Report the count of lines below that include "DefaultEditor", without any other text.
+++ INFORMATION GIVEN
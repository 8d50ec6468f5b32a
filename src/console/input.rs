//! Input handling for the console using rustyline
//!
//! Line editing with persistent prompt history.

use anyhow::Result;
use rustyline::error::ReadlineError;
use rustyline::history::History;
use rustyline::DefaultEditor;
use std::path::PathBuf;

/// Input handler managing the readline interface and prompt history
pub struct InputHandler {
    editor: DefaultEditor,
    history_path: PathBuf,
    prompt: String,
}

impl InputHandler {
    /// Create an input handler, loading prompt history if the file exists
    pub fn with_history(history_file: PathBuf) -> Result<Self> {
        let mut editor = DefaultEditor::new()?;

        if history_file.exists() {
            let _ = editor.load_history(&history_file);
        }

        Ok(InputHandler {
            editor,
            history_path: history_file,
            prompt: "modelbench> ".to_string(),
        })
    }

    /// Read a line of input from the user
    ///
    /// Returns:
    /// - Ok(Some(input)) for normal input (trimmed; may be empty)
    /// - Ok(None) for EOF (Ctrl-D)
    /// - Err on interrupt (Ctrl-C) or other errors
    pub fn read_line(&mut self) -> Result<Option<String>> {
        match self.editor.readline(&self.prompt) {
            Ok(line) => {
                let trimmed = line.trim();

                if trimmed.is_empty() {
                    return Ok(Some(String::new()));
                }

                let _ = self.editor.add_history_entry(trimmed);

                Ok(Some(trimmed.to_string()))
            }
            Err(ReadlineError::Interrupted) => Err(anyhow::anyhow!("Interrupted")),
            Err(ReadlineError::Eof) => Ok(None),
            Err(err) => Err(anyhow::anyhow!("Readline error: {}", err)),
        }
    }

    /// Save history to disk; called on graceful shutdown
    pub fn save_history(&mut self) -> Result<()> {
        self.editor.save_history(&self.history_path)?;
        Ok(())
    }

    /// Number of history entries currently loaded
    pub fn history_len(&self) -> usize {
        self.editor.history().len()
    }
}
++++++
** ANSWER SPACE **
3